Al día siguiente, Nick fue a la estación a esperar a Katie. Decidido a cumplir con su deber, la invitaría a merendar, se comportaría amablemente y después le explicaría las reglas de convivencia.

El tren llegó a su hora, pero Nick veía pasar a los viajeros uno tras otro sin encontrar a ninguna chica que se pareciera remotamente a Katie. Unos minutos más tarde, no quedaba nadie en el andén.

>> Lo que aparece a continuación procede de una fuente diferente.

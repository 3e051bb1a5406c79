//! Index types for mesh elements.
//!
//! This module provides type-safe index wrappers for vertices, triangles and
//! half-edges. A [`HalfEdgeId`] is not an index into a separate half-edge
//! array: it packs a `(triangle, local edge 0..2)` pair as `triangle * 3 +
//! local`, so half-edge navigation is plain index arithmetic into the
//! triangle array and freed triangle slots take their three half-edges with
//! them.

use std::fmt::{self, Debug};

macro_rules! impl_index_type {
    ($name:ident, $display:literal) => {
        impl $name {
            /// Create a new index from a raw value.
            #[inline]
            pub fn new(index: usize) -> Self {
                debug_assert!(index < u32::MAX as usize);
                Self(index as u32)
            }

            /// Create an invalid/null index.
            #[inline]
            pub fn invalid() -> Self {
                Self(u32::MAX)
            }

            /// Get the raw index value.
            #[inline]
            pub fn index(self) -> usize {
                self.0 as usize
            }

            /// Check if this is a valid (non-null) index.
            #[inline]
            pub fn is_valid(self) -> bool {
                self.0 != u32::MAX
            }
        }

        impl Debug for $name {
            fn fmt(&self, f: &mut fmt::Formatter<'_>) -> fmt::Result {
                if self.is_valid() {
                    write!(f, "{}({})", $display, self.index())
                } else {
                    write!(f, "{}(INVALID)", $display)
                }
            }
        }

        impl Default for $name {
            fn default() -> Self {
                Self::invalid()
            }
        }
    };
}

/// A type-safe vertex index.
#[derive(Copy, Clone, Eq, PartialEq, Ord, PartialOrd, Hash)]
#[repr(transparent)]
pub struct VertexId(u32);

/// A type-safe triangle index.
#[derive(Copy, Clone, Eq, PartialEq, Ord, PartialOrd, Hash)]
#[repr(transparent)]
pub struct TriangleId(u32);

/// A type-safe half-edge index, packing `(triangle, local edge)`.
#[derive(Copy, Clone, Eq, PartialEq, Ord, PartialOrd, Hash)]
#[repr(transparent)]
pub struct HalfEdgeId(u32);

impl_index_type!(VertexId, "V");
impl_index_type!(TriangleId, "T");
impl_index_type!(HalfEdgeId, "HE");

impl HalfEdgeId {
    /// Create a half-edge id from its triangle and local edge number.
    #[inline]
    pub fn from_parts(triangle: TriangleId, local: usize) -> Self {
        debug_assert!(local < 3);
        Self::new(triangle.index() * 3 + local)
    }

    /// The triangle owning this half-edge.
    #[inline]
    pub fn triangle(self) -> TriangleId {
        TriangleId::new(self.index() / 3)
    }

    /// The local edge number (0..2) within the owning triangle.
    ///
    /// By convention, local edge `i` is the edge opposite vertex `i`.
    #[inline]
    pub fn local(self) -> usize {
        self.index() % 3
    }
}

#[cfg(test)]
mod tests {
    use super::*;

    #[test]
    fn test_vertex_id() {
        let v = VertexId::new(42);
        assert_eq!(v.index(), 42);
        assert!(v.is_valid());

        let invalid = VertexId::invalid();
        assert!(!invalid.is_valid());
    }

    #[test]
    fn test_halfedge_packing() {
        let t = TriangleId::new(7);
        for local in 0..3 {
            let he = HalfEdgeId::from_parts(t, local);
            assert_eq!(he.triangle(), t);
            assert_eq!(he.local(), local);
        }
    }

    #[test]
    fn test_debug_format() {
        let v = VertexId::new(42);
        assert_eq!(format!("{:?}", v), "V(42)");

        let invalid = VertexId::invalid();
        assert_eq!(format!("{:?}", invalid), "V(INVALID)");
    }
}
//! The greedy contraction driver.
//!
//! A run has four phases: build the vertex quadrics (triangle planes plus
//! boundary reinforcement), seed the cost tree with one entry per
//! undirected edge, contract edges cheapest first with lazy re-validation,
//! and log a termination report. Costs stored in the tree are the cheap
//! endpoint-minimum estimate; the exact placement is only computed when an
//! edge reaches the front of the queue, and an edge that cannot legally be
//! contracted stays in the tree and is skipped in order.
//!
//! Triangles marked non-writable are fenced off: they contribute no
//! quadric planes, their edges are never seeded, and any contraction or
//! swap that would rewrite them is refused.

use log::{debug, info};
use nalgebra::{Point3, Vector3};

use super::quadric::{optimal_placement, Keep, Quadric};
use super::{DecimateOptions, DecimateStats};
use crate::error::Result;
use crate::mesh::{EdgeAttributes, HalfEdgeId, HalfEdgeMesh, VertexId};
use crate::tree::CostTree;

/// Decimate a mesh in place, returning the run counters.
pub fn qem_decimate(mesh: &mut HalfEdgeMesh, options: DecimateOptions) -> Result<DecimateStats> {
    let mut decimater = Decimater::new(mesh, options)?;
    Ok(decimater.compute())
}

/// A saved copy of the vertex quadric table, for inspecting or replaying
/// the state between phases.
#[derive(Debug, Clone)]
pub struct QuadricSnapshot {
    quadrics: Vec<Quadric>,
}

/// Greedy quadric-error decimater over a half-edge mesh.
pub struct Decimater<'a> {
    mesh: &'a mut HalfEdgeMesh,
    options: DecimateOptions,
    /// Squared tolerance compared against edge costs; infinite when only a
    /// triangle target is set.
    tolerance: f64,
    quadrics: Vec<Quadric>,
    tree: CostTree<HalfEdgeId>,
    stats: DecimateStats,
}

impl<'a> Decimater<'a> {
    /// Create a decimater; fails if the options are not runnable.
    pub fn new(mesh: &'a mut HalfEdgeMesh, options: DecimateOptions) -> Result<Self> {
        options.validate()?;
        let tolerance = options.size.map(|s| s * s).unwrap_or(f64::INFINITY);
        let quadrics = vec![Quadric::new(); mesh.vertices.len()];
        Ok(Self {
            mesh,
            options,
            tolerance,
            quadrics,
            tree: CostTree::new(),
            stats: DecimateStats::default(),
        })
    }

    /// Run all phases and return the counters.
    pub fn compute(&mut self) -> DecimateStats {
        self.build_quadrics();
        self.unmark_edges();
        self.seed_tree();
        self.unmark_edges();
        self.contract_all();
        self.report();
        self.stats
    }

    /// Save the current vertex quadrics.
    pub fn checkpoint(&self) -> QuadricSnapshot {
        QuadricSnapshot {
            quadrics: self.quadrics.clone(),
        }
    }

    /// Restore a previously saved quadric table.
    pub fn restore(&mut self, snapshot: &QuadricSnapshot) {
        self.quadrics.clone_from(&snapshot.quadrics);
    }

    // ==================== Phase 1: quadrics ====================

    fn build_quadrics(&mut self) {
        let boundary_weight = self.options.boundary_weight;
        for t in self.mesh.triangle_ids() {
            if !self.mesh.triangle(t).writable {
                continue;
            }
            let raw = self.mesh.triangle_raw_normal(t);
            let norm = raw.norm();
            // The norm is twice the triangle area; the constant factor is
            // shared by every plane and does not matter.
            let area = norm;
            let normal = if norm > 1.0e-20 { raw / norm } else { raw };

            let vertices = self.mesh.triangle(t).vertices;
            let d = -normal.dot(&self.mesh.position(vertices[0]).coords);
            for &v in &vertices {
                self.quadrics[v.index()].add_plane(&normal, d, area);
            }

            // Virtual planes stiffen boundary and non-manifold edges. The
            // weight scales the plane vector, entering the quadric
            // squared, and contributes no area.
            for local in 0..3 {
                let e = HalfEdgeId::from_parts(t, local);
                if !self.mesh.has_attributes(
                    e,
                    EdgeAttributes::BOUNDARY | EdgeAttributes::NONMANIFOLD,
                ) {
                    continue;
                }
                let fin: Vector3<f64> =
                    self.mesh.edge_vector(e).cross(&normal) * boundary_weight;
                let origin = self.mesh.origin(e);
                let dest = self.mesh.dest(e);
                let d = -fin.dot(&self.mesh.position(origin).coords);
                self.quadrics[origin.index()].add_plane(&fin, d, 0.0);
                self.quadrics[dest.index()].add_plane(&fin, d, 0.0);
            }
        }
    }

    // ==================== Phase 2: tree seed ====================

    fn unmark_edges(&mut self) {
        for t in self.mesh.all_triangle_ids().collect::<Vec<_>>() {
            for local in 0..3 {
                self.mesh
                    .clear_attributes(HalfEdgeId::from_parts(t, local), EdgeAttributes::MARKED);
            }
        }
    }

    fn seed_tree(&mut self) {
        for t in self.mesh.triangle_ids().collect::<Vec<_>>() {
            if !self.mesh.triangle(t).writable {
                continue;
            }
            for local in 0..3 {
                let e = HalfEdgeId::from_parts(t, local);
                if self.mesh.has_attributes(e, EdgeAttributes::MARKED) {
                    continue;
                }
                // Mark every half of the edge so it is seeded once.
                let mut h = e;
                loop {
                    self.mesh.set_attributes(h, EdgeAttributes::MARKED);
                    h = self.mesh.sym(h);
                    if h == e {
                        break;
                    }
                }
                let cost = self.edge_cost(self.mesh.origin(e), self.mesh.dest(e));
                self.tree.insert(cost, self.mesh.canonical(e));
            }
        }
    }

    /// Endpoint-minimum cost estimate of contracting `(v1, v2)`.
    fn edge_cost(&self, v1: VertexId, v2: VertexId) -> f64 {
        let q1 = &self.quadrics[v1.index()];
        let q2 = &self.quadrics[v2.index()];
        let p1 = self.mesh.position(v1);
        let p2 = self.mesh.position(v2);
        f64::min(
            q1.value(p1) + q2.value(p1),
            q1.value(p2) + q2.value(p2),
        )
    }

    // ==================== Phase 3: contraction ====================

    fn contract_all(&mut self) {
        // With a triangle target the tolerance gate is bypassed and the
        // queue drains until the target is reached.
        let use_tolerance = self.options.max_triangles == 0;

        while !self.tree.is_empty()
            && (use_tolerance || self.mesh.active_triangles() > self.options.max_triangles)
        {
            // Walk the queue in cost order until a legal contraction shows
            // up; illegal edges stay in the tree for later.
            let mut candidate = self.tree.first();
            let found = loop {
                let Some((key, edge)) = candidate else {
                    break None;
                };
                if use_tolerance && key > self.tolerance {
                    break None;
                }
                let v1 = self.mesh.origin(edge);
                let v2 = self.mesh.dest(edge);
                let merged = Quadric::merged(
                    &self.quadrics[v1.index()],
                    &self.quadrics[v2.index()],
                );
                let (target, keep) = optimal_placement(
                    self.options.placement,
                    self.mesh.position(v1),
                    self.mesh.position(v2),
                    self.mesh.vertex(v1).ref_tag != 0,
                    self.mesh.vertex(v2).ref_tag != 0,
                    &self.quadrics[v1.index()],
                    &self.quadrics[v2.index()],
                    &merged,
                );
                if self.mesh.can_collapse(edge, &target) {
                    break Some((edge, v1, v2, merged, target, keep));
                }
                debug!("edge not contracted: {:?}", edge);
                self.stats.rejected += 1;
                candidate = self.tree.next_after(key, edge);
            };
            let Some((edge, v1, v2, merged, target, keep)) = found else {
                break;
            };

            debug!("contract edge {:?} into {:?}", edge, target);
            self.remove_triangle_edges(edge);

            let kept = match keep {
                Keep::V1 => v1,
                Keep::V2 => v2,
            };
            let ret = self.mesh.collapse(edge, kept, target);
            self.stats.contracted += 1;
            self.quadrics[kept.index()] = merged;

            // Refresh the costs of every edge in the merged vertex's fan.
            let fan: Vec<HalfEdgeId> = self.mesh.origin_loop(ret).collect();
            for f in fan {
                let d = self.mesh.dest(f);
                if d == self.mesh.outer_vertex() || !self.mesh.vertex(d).readable {
                    continue;
                }
                let cost = self.edge_cost(kept, d);
                self.tree.update(cost, self.mesh.canonical(f));
            }

            if self.options.swap {
                self.swap_pass(kept);
            }
        }
    }

    /// Remove the tree entries of all edges of the one or two real
    /// triangles incident to `edge`.
    fn remove_triangle_edges(&mut self, edge: HalfEdgeId) {
        for side in [edge, self.mesh.sym(edge)] {
            let t = side.triangle();
            if self.mesh.is_outer(t) {
                continue;
            }
            for local in 0..3 {
                let key = self.mesh.canonical(HalfEdgeId::from_parts(t, local));
                self.tree.remove(key);
            }
        }
    }

    // ==================== Swap pass ====================

    /// Flip ring edges around `center` while doing so improves the worst
    /// triangle shape, keeping the tree in sync.
    fn swap_pass(&mut self, center: VertexId) {
        loop {
            let link = self.mesh.vertex(center).link;
            let ring: Vec<HalfEdgeId> = self
                .mesh
                .origin_loop(link)
                .map(|f| self.mesh.next(f))
                .collect();

            let mut swapped = false;
            for r in ring {
                if !self.should_swap(r) {
                    continue;
                }
                let t1 = r.triangle();
                let t2 = self.mesh.sym(r).triangle();
                for t in [t1, t2] {
                    for local in 0..3 {
                        let key = self.mesh.canonical(HalfEdgeId::from_parts(t, local));
                        self.tree.remove(key);
                    }
                }
                if self.mesh.swap(r).is_ok() {
                    self.stats.swapped += 1;
                }
                for t in [t1, t2] {
                    for local in 0..3 {
                        let e = HalfEdgeId::from_parts(t, local);
                        let cost = self.edge_cost(self.mesh.origin(e), self.mesh.dest(e));
                        self.tree.update(cost, self.mesh.canonical(e));
                    }
                }
                // The ring snapshot is stale after a flip.
                swapped = true;
                break;
            }
            if !swapped {
                return;
            }
        }
    }

    /// Whether flipping `e` is legal, keeps the surface near-planar and
    /// strictly improves the worse triangle shape of the pair.
    fn should_swap(&self, e: HalfEdgeId) -> bool {
        if self.mesh.has_attributes(
            e,
            EdgeAttributes::BOUNDARY | EdgeAttributes::OUTER | EdgeAttributes::NONMANIFOLD,
        ) {
            return false;
        }
        let s = self.mesh.sym(e);
        for h in [
            self.mesh.next(e),
            self.mesh.prev(e),
            self.mesh.next(s),
            self.mesh.prev(s),
        ] {
            if self.mesh.has_attributes(h, EdgeAttributes::NONMANIFOLD) {
                return false;
            }
        }

        let t1 = e.triangle();
        let t2 = s.triangle();
        if !self.mesh.triangle(t1).writable || !self.mesh.triangle(t2).writable {
            return false;
        }
        let n1 = self.mesh.triangle_raw_normal(t1);
        let n2 = self.mesh.triangle_raw_normal(t2);
        let norms = n1.norm() * n2.norm();
        if norms <= 1.0e-40 || n1.dot(&n2) / norms < self.options.swap_min_cos {
            return false;
        }

        let a = *self.mesh.position(self.mesh.origin(e));
        let b = *self.mesh.position(self.mesh.dest(e));
        let c_v = self.mesh.apex(e);
        let d_v = self.mesh.apex(s);
        let c = *self.mesh.position(c_v);
        let d = *self.mesh.position(d_v);

        // The new diagonal must not duplicate an existing edge.
        for f in self.mesh.origin_loop(self.mesh.prev(e)) {
            if self.mesh.dest(f) == d_v {
                return false;
            }
        }

        // Both new triangles must face the same way as the old pair.
        let up = n1 + n2;
        let m1 = (a - c).cross(&(d - c));
        let m2 = (d - c).cross(&(b - c));
        if m1.dot(&up) <= 0.0 || m2.dot(&up) <= 0.0 {
            return false;
        }

        let before = f64::min(shape_quality(&a, &b, &c), shape_quality(&b, &a, &d));
        let after = f64::min(shape_quality(&c, &a, &d), shape_quality(&c, &d, &b));
        after > before
    }

    // ==================== Phase 4: report ====================

    fn report(&mut self) {
        let threshold = self.options.size.map(|s| s * s).unwrap_or(0.0);
        self.stats.below_tolerance_remaining = self
            .tree
            .iter()
            .take_while(|&(key, _)| key <= threshold)
            .count();
        info!("number of contracted edges: {}", self.stats.contracted);
        info!(
            "number of edges which could have been contracted: {}",
            self.stats.below_tolerance_remaining
        );
        info!(
            "number of other edges not contracted: {}",
            self.tree.len() - self.stats.below_tolerance_remaining
        );
        if self.options.swap {
            info!("number of swapped edges: {}", self.stats.swapped);
        }
    }
}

– Ha perdido el tren -musitó entre dientes-. Tendría que haberlo imaginado.

Cuando Nick volvía hacia el aparcamiento maldiciendo en voz baja, un deportivo rojo paró a su lado y un joven saltó del coche para abrirle la puerta a una diosa. Era la única manera de definirla. La chica tenía unas facciones perfectas, misteriosos ojos verdes y una melena de color castaño claro que caía en ondas sobre sus hombros. Su esbelta figura estaba envuelta en un caro traje de lino de color claro que se ajustaba delicadamente a sus formas. La blusa blanca era de seda y llevaba una cadenita en el cuello. Nick tuvo que contener el aliento.

– No tienes que quedarte a esperar, Freddy, cariño -dijo ella. Su voz tenía un timbre suave y melódico que fascinaba a Nick.

– Es que quiero quedarme -dijo el joven-. No pienso dejar que te enfrentes sola al enemigo.

La risa alegre de ella hizo que Nick soltara el teléfono móvil, en el que había empezado a marcar el número de Isobel.

– No es el enemigo -decía la joven.

– Siempre que hablas de él, lo haces parecer un monstruo.

– Puedo cuidar de mí misma, Freddy. Y no me dan ningún miedo los monstruos.

– Eres muy valiente. Llámame si se pone bruto.

– De acuerdo. Me gusta saber que cuento contigo -dijo la chica con cierta ironía. Cuando por fin, el insistente Romeo fue persuadido de que podía marcharse, la diosa se dio la vuelta para mirar a Nick. Un escalofrío de placer lo recorrió cuando sus ojos se encontraron.

– ¿Qué habrías hecho si no hubiera querido marcharse? -preguntó él.

– Habría encontrado la forma de convencerlo -sonrió ella. Por supuesto que lo habría hecho, pensaba Nick. Aquella mujer había nacido para hacer que los hombres cayeran rendidos a sus pies.

– ¿Te han dado plantón?

– ¿Perdón?

– El hombre que tiene que venir a buscarte, el «enemigo». No parece estar por ninguna parte -explicó él. Ella lo miraba con una encantadora sonrisa en los labios-. ¿Puedo invitarte a un café mientras lo esperas?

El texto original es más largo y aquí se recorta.